Singing from the same music sheet

The most impactful and memorable musical performances have one thing in common, that the band is always in sync! That type of synergy where it seems effortless takes practice and time, but the end result is powerful and unforgettable. The same analogy should apply to how we align our internal teams to deliver a fantastic experience for our customers. We all should take ownership of empowering our customers to achieve their business objectives.

Translating theory into practice

Throughout the customer lifecycle we should continue to maintain a strong sense of what business objectives the customer is trying to achieve. Having a pulse on that should be our true guiding principle. This may change and flex over time, but we should always maintain a reading of this through ongoing cadence of communication or industry knowledge.

As engagement with the customer grows, more and more stakeholders may be involved but there should always be an understanding of the value that the solution provides to solve their business needs. This enables us to work towards being a much more customer centric organisation. However, we can lose sight of this when:

  1. Roles and responsibilities are not properly understood and no clear owner is defined

  2. The goals and pain points the solution or service resolves are not at the heart of the framework

  3. Transparency and success are not part of the culture

Get a feel for the big picture

Establishing roles and responsibilities are a critical part of ensuring alignment across teams. Having an understanding of this helps build a culture of transparency, trust and accountability. Like any major performance, we need to know that we can rely on each other to fulfil our roles and deliver for our audience.
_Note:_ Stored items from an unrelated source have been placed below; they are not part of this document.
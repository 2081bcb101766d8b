//! Presets: named bundles of items to check and uncheck in one go.
//!
//! A preset definition uses the same `[Core]` section convention as items:
//!
//! ```text
//! [Core]
//! id = developer
//! name = Developer workstation
//! includes = git, editor, compilers
//! excludes = games
//! ```
//!
//! Applying a preset writes the checked flags directly. It does not go
//! through the selection machine, so no dependency checks or confirmations
//! are involved. Radio groups stay exclusive: an included radio item clears
//! its siblings, so of two included siblings the later one wins. Items that
//! are not selectable (check kind `None`) are left alone.

use std::collections::HashMap;

use thiserror::Error;
use tracing::{debug, info};

use crate::item::CORE_SECTION;
use crate::record::{split_list, DefinitionRecord};
use crate::registry::{ItemRegistry, RegistryError};
use crate::tree::CategoryTree;

/// Errors raised when looking up or applying presets
#[derive(Error, Debug, Clone, PartialEq, Eq)]
pub enum PresetError {
    #[error("Unknown preset '{id}'")]
    UnknownPreset { id: String },

    /// The preset names items that are not registered; nothing was applied
    #[error("Preset '{preset}' references unknown items: {}", .ids.join(", "))]
    UnknownItems { preset: String, ids: Vec<String> },

    #[error(transparent)]
    Registry(#[from] RegistryError),
}

#[derive(Debug, Clone, PartialEq, Eq)]
pub struct Preset {
    pub id: String,
    pub name: String,
    /// Ids checked when the preset is applied, in order
    pub includes: Vec<String>,
    /// Ids unchecked when the preset is applied, in order
    pub excludes: Vec<String>,
}

impl Preset {
    /// Parse preset text; `None` for unparsable or incomplete records
    pub fn parse(text: &str) -> Option<Self> {
        match DefinitionRecord::parse(text) {
            Ok(record) => Self::from_record(&record),
            Err(e) => {
                debug!("Skipping unparsable preset record: {}", e);
                None
            }
        }
    }

    /// Build a preset from a parsed record; requires `[Core]` id and name
    pub fn from_record(record: &DefinitionRecord) -> Option<Self> {
        let core = record.section(CORE_SECTION)?;
        let (Some(id), Some(name)) = (core.get("id"), core.get("name")) else {
            debug!("Skipping preset record without both id and name");
            return None;
        };

        Some(Self {
            id: id.to_string(),
            name: name.to_string(),
            includes: core.get("includes").map(split_list).unwrap_or_default(),
            excludes: core.get("excludes").map(split_list).unwrap_or_default(),
        })
    }
}

/// What applying a preset changed
#[derive(Debug, Clone, Default, PartialEq, Eq)]
pub struct PresetReport {
    pub checked: Vec<String>,
    pub unchecked: Vec<String>,
    /// Radio items forced off by an included sibling
    pub cleared: Vec<String>,
    /// Listed items with check kind `None`; their state was not touched
    pub skipped: Vec<String>,
}

/// Presets keyed by id, in registration order
#[derive(Debug, Clone, Default)]
pub struct PresetRegistry {
    presets: Vec<Preset>,
    index: HashMap<String, usize>,
}

impl PresetRegistry {
    pub fn new() -> Self {
        Self::default()
    }

    /// Add a preset. The first preset registered under an id wins; later
    /// ones are dropped and `false` is returned.
    pub fn register(&mut self, preset: Preset) -> bool {
        if self.index.contains_key(&preset.id) {
            debug!("Dropping duplicate preset '{}'", preset.id);
            return false;
        }
        self.index.insert(preset.id.clone(), self.presets.len());
        self.presets.push(preset);
        true
    }

    pub fn get(&self, id: &str) -> Option<&Preset> {
        self.index.get(id).map(|&i| &self.presets[i])
    }

    pub fn contains(&self, id: &str) -> bool {
        self.index.contains_key(id)
    }

    pub fn iter(&self) -> impl Iterator<Item = &Preset> {
        self.presets.iter()
    }

    pub fn len(&self) -> usize {
        self.presets.len()
    }

    pub fn is_empty(&self) -> bool {
        self.presets.is_empty()
    }

    /// Apply preset `id` to `items`: includes are checked first, then
    /// excludes are unchecked, so an id in both lists ends up unchecked.
    ///
    /// # Errors
    ///
    /// - `UnknownPreset` if no preset has this id
    /// - `UnknownItems` if any include or exclude is not registered; no
    ///   item is changed in that case
    pub fn apply(
        &self,
        id: &str,
        items: &mut ItemRegistry,
        tree: &CategoryTree,
    ) -> Result<PresetReport, PresetError> {
        let preset = self.get(id).ok_or_else(|| PresetError::UnknownPreset { id: id.to_string() })?;

        let mut unknown: Vec<String> = Vec::new();
        for item in preset.includes.iter().chain(&preset.excludes) {
            if !items.contains(item) && !unknown.contains(item) {
                unknown.push(item.clone());
            }
        }
        if !unknown.is_empty() {
            return Err(PresetError::UnknownItems {
                preset: preset.id.clone(),
                ids: unknown,
            });
        }

        let mut report = PresetReport::default();
        for item in preset.includes.iter().chain(&preset.excludes) {
            let selectable = items
                .first(item)
                .is_some_and(|found| found.check_kind.is_selectable());
            if !selectable && !report.skipped.contains(item) {
                debug!("Preset '{}' skips unselectable item '{}'", preset.id, item);
                report.skipped.push(item.clone());
            }
        }

        for item in &preset.includes {
            if report.skipped.contains(item) {
                continue;
            }
            let cleared = tree.check_exclusive(items, item)?;
            report.cleared.extend(cleared);
            report.checked.push(item.clone());
        }
        for item in &preset.excludes {
            if report.skipped.contains(item) {
                continue;
            }
            items.set_checked(item, false)?;
            report.unchecked.push(item.clone());
        }

        info!(
            "Applied preset '{}': {} checked, {} unchecked, {} skipped",
            preset.id,
            report.checked.len(),
            report.unchecked.len(),
            report.skipped.len()
        );
        Ok(report)
    }
}
//! Definition record format
//!
//! Item and preset definitions are plain text made of named sections holding
//! flat key/value entries:
//!
//! ```text
//! [Core]
//! id = editor
//! name = Text Editor
//! depends = runtime, fonts
//!
//! [Commands]
//! install = setup.exe /quiet
//! ```
//!
//! - `key = value` and `key: value` are both accepted; keys are lower-cased.
//! - `#` and `;` start comment lines.
//! - An indented line continues the value of the entry above it.
//! - A header repeated later in the file extends the earlier section.
//!
//! Entries keep their file order and repeats are not collapsed here; callers
//! decide whether a repeated key means "last wins" or is an error.

use std::path::Path;
use thiserror::Error;

/// Errors that make a record unparsable
#[derive(Error, Debug, Clone, PartialEq, Eq)]
pub enum RecordError {
    /// The file could not be read
    #[error("Failed to read record: {reason}")]
    Io { reason: String },

    /// A key/value entry appeared before any section header
    #[error("Line {line}: entry outside of any section")]
    EntryOutsideSection { line: usize },

    /// A `[` line without a closing `]` or with an empty name
    #[error("Line {line}: malformed section header")]
    MalformedHeader { line: usize },

    /// A line that is neither header, entry, continuation nor comment
    #[error("Line {line}: expected 'key = value'")]
    MalformedLine { line: usize },
}

impl From<std::io::Error> for RecordError {
    fn from(err: std::io::Error) -> Self {
        RecordError::Io {
            reason: err.to_string(),
        }
    }
}

/// One named section and its entries in file order
#[derive(Debug, Clone, PartialEq, Eq)]
pub struct Section {
    name: String,
    entries: Vec<(String, String)>,
}

impl Section {
    fn new(name: impl Into<String>) -> Self {
        Self {
            name: name.into(),
            entries: Vec::new(),
        }
    }

    pub fn name(&self) -> &str {
        &self.name
    }

    /// Value of `key`; when the key is repeated the last occurrence wins
    pub fn get(&self, key: &str) -> Option<&str> {
        let key = key.to_ascii_lowercase();
        self.entries
            .iter()
            .rev()
            .find(|(k, _)| *k == key)
            .map(|(_, v)| v.as_str())
    }

    pub fn contains_key(&self, key: &str) -> bool {
        self.get(key).is_some()
    }

    /// All entries in file order, repeats included
    pub fn entries(&self) -> &[(String, String)] {
        &self.entries
    }
}

/// A parsed definition file
#[derive(Debug, Clone, Default, PartialEq, Eq)]
pub struct DefinitionRecord {
    sections: Vec<Section>,
}

impl DefinitionRecord {
    /// Parse a record from text
    pub fn parse(text: &str) -> Result<Self, RecordError> {
        let mut record = Self::default();
        // Index into `record.sections` of the section being filled
        let mut current: Option<usize> = None;
        let mut can_continue = false;

        for (idx, raw) in text.lines().enumerate() {
            let line = idx + 1;
            let trimmed = raw.trim();

            if trimmed.is_empty() {
                can_continue = false;
                continue;
            }
            if trimmed.starts_with('#') || trimmed.starts_with(';') {
                continue;
            }

            let indented = raw.starts_with(|c: char| c.is_whitespace());
            if indented && can_continue {
                if let Some(section) = current.map(|i| &mut record.sections[i]) {
                    if let Some((_, value)) = section.entries.last_mut() {
                        value.push('\n');
                        value.push_str(trimmed);
                        continue;
                    }
                }
            }

            if trimmed.starts_with('[') {
                let name = trimmed
                    .strip_prefix('[')
                    .and_then(|rest| rest.strip_suffix(']'))
                    .map(str::trim)
                    .filter(|name| !name.is_empty())
                    .ok_or(RecordError::MalformedHeader { line })?;
                current = Some(record.section_index_or_insert(name));
                can_continue = false;
                continue;
            }

            let split_at = trimmed
                .find(['=', ':'])
                .ok_or(RecordError::MalformedLine { line })?;
            let key = trimmed[..split_at].trim();
            if key.is_empty() {
                return Err(RecordError::MalformedLine { line });
            }
            let value = trimmed[split_at + 1..].trim();

            let section = current.ok_or(RecordError::EntryOutsideSection { line })?;
            record.sections[section]
                .entries
                .push((key.to_ascii_lowercase(), value.to_string()));
            can_continue = true;
        }

        Ok(record)
    }

    /// Read and parse a record file
    pub fn from_file(path: impl AsRef<Path>) -> Result<Self, RecordError> {
        let content = std::fs::read_to_string(path)?;
        Self::parse(&content)
    }

    /// Section names are matched exactly
    pub fn section(&self, name: &str) -> Option<&Section> {
        self.sections.iter().find(|s| s.name == name)
    }

    pub fn has_section(&self, name: &str) -> bool {
        self.section(name).is_some()
    }

    /// Shortcut for `section(section)?.get(key)`
    pub fn get(&self, section: &str, key: &str) -> Option<&str> {
        self.section(section).and_then(|s| s.get(key))
    }

    fn section_index_or_insert(&mut self, name: &str) -> usize {
        match self.sections.iter().position(|s| s.name == name) {
            Some(idx) => idx,
            None => {
                self.sections.push(Section::new(name));
                self.sections.len() - 1
            }
        }
    }
}

/// Split a comma-separated field into trimmed, non-empty elements
pub fn split_list(value: &str) -> Vec<String> {
    value
        .split(',')
        .map(str::trim)
        .filter(|s| !s.is_empty())
        .map(str::to_string)
        .collect()
}

#[cfg(test)]
mod tests {
    use super::*;

    #[test]
    fn test_parse_sections_and_entries() {
        let record = DefinitionRecord::parse(
            "[Core]\nid = editor\nName: Text Editor\n\n[Commands]\ninstall = setup /q\n",
        )
        .unwrap();

        assert_eq!(record.get("Core", "id"), Some("editor"));
        // Keys are case-insensitive
        assert_eq!(record.get("Core", "name"), Some("Text Editor"));
        assert_eq!(record.get("Commands", "install"), Some("setup /q"));
        assert!(!record.has_section("core"));
    }

    #[test]
    fn test_comments_and_blank_lines_ignored() {
        let record =
            DefinitionRecord::parse("# leading comment\n\n[Core]\n; note\nid = a\n").unwrap();
        assert_eq!(record.section("Core").unwrap().entries().len(), 1);
    }

    #[test]
    fn test_value_may_contain_separators() {
        let record =
            DefinitionRecord::parse("[Commands]\nfetch = curl https://example.com/a=b\n").unwrap();
        assert_eq!(
            record.get("Commands", "fetch"),
            Some("curl https://example.com/a=b")
        );
    }

    #[test]
    fn test_continuation_lines_join_with_newline() {
        let record =
            DefinitionRecord::parse("[Core]\nhelptext = first line\n  second line\nid = x\n")
                .unwrap();
        assert_eq!(
            record.get("Core", "helptext"),
            Some("first line\nsecond line")
        );
        assert_eq!(record.get("Core", "id"), Some("x"));
    }

    #[test]
    fn test_repeated_keys_are_kept_and_last_wins() {
        let record = DefinitionRecord::parse("[Core]\nid = a\nid = b\n").unwrap();
        let core = record.section("Core").unwrap();
        assert_eq!(core.entries().len(), 2);
        assert_eq!(core.get("id"), Some("b"));
    }

    #[test]
    fn test_repeated_header_extends_section() {
        let record = DefinitionRecord::parse("[Core]\nid = a\n[Other]\nx = 1\n[Core]\nname = A\n")
            .unwrap();
        assert_eq!(record.get("Core", "id"), Some("a"));
        assert_eq!(record.get("Core", "name"), Some("A"));
    }

    #[test]
    fn test_entry_before_section_is_error() {
        let err = DefinitionRecord::parse("id = a\n[Core]\n").unwrap_err();
        assert_eq!(err, RecordError::EntryOutsideSection { line: 1 });
    }

    #[test]
    fn test_malformed_header_is_error() {
        assert_eq!(
            DefinitionRecord::parse("[Core\nid = a\n").unwrap_err(),
            RecordError::MalformedHeader { line: 1 }
        );
        assert_eq!(
            DefinitionRecord::parse("[ ]\n").unwrap_err(),
            RecordError::MalformedHeader { line: 1 }
        );
    }

    #[test]
    fn test_line_without_separator_is_error() {
        let err = DefinitionRecord::parse("[Core]\njust some words\n").unwrap_err();
        assert_eq!(err, RecordError::MalformedLine { line: 2 });
    }

    #[test]
    fn test_split_list_trims_and_drops_empty() {
        assert_eq!(split_list(" a , b,,c "), vec!["a", "b", "c"]);
        assert!(split_list("").is_empty());
        assert!(split_list(" , ").is_empty());
    }

    #[test]
    fn test_from_file_missing_is_io_error() {
        let err = DefinitionRecord::from_file("/nonexistent/item.info").unwrap_err();
        assert!(matches!(err, RecordError::Io { .. }));
    }
}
By holding ourselves to these standards, we can inspire our customers with our story. There are 3 simple areas where teams should be especially cautious to maintain alignment.

1. Sales to customer success handover

During the sales process we capture such critical information about what makes the customer successful. Where are the pain points that we are solving for and how will our solution grow with them to continue to solve those challenges.

Similar to an intro song on an album, here is a critical touchpoint. We must ensure that we capitalise on customer excitement and translate that vision into results. However, do we have executive buy-in, what are the customer’s expectations for delivery and what are the pain points our product or service will solve. Being tied to key decision makers throughout the process helps build confidence in the engagement and ongoing delivery. Additionally, working from a unified data platform will enable the team, in the long run, to avoid falling into collaborative pitfalls creating inefficiencies and removing administrative barriers relieving frustration.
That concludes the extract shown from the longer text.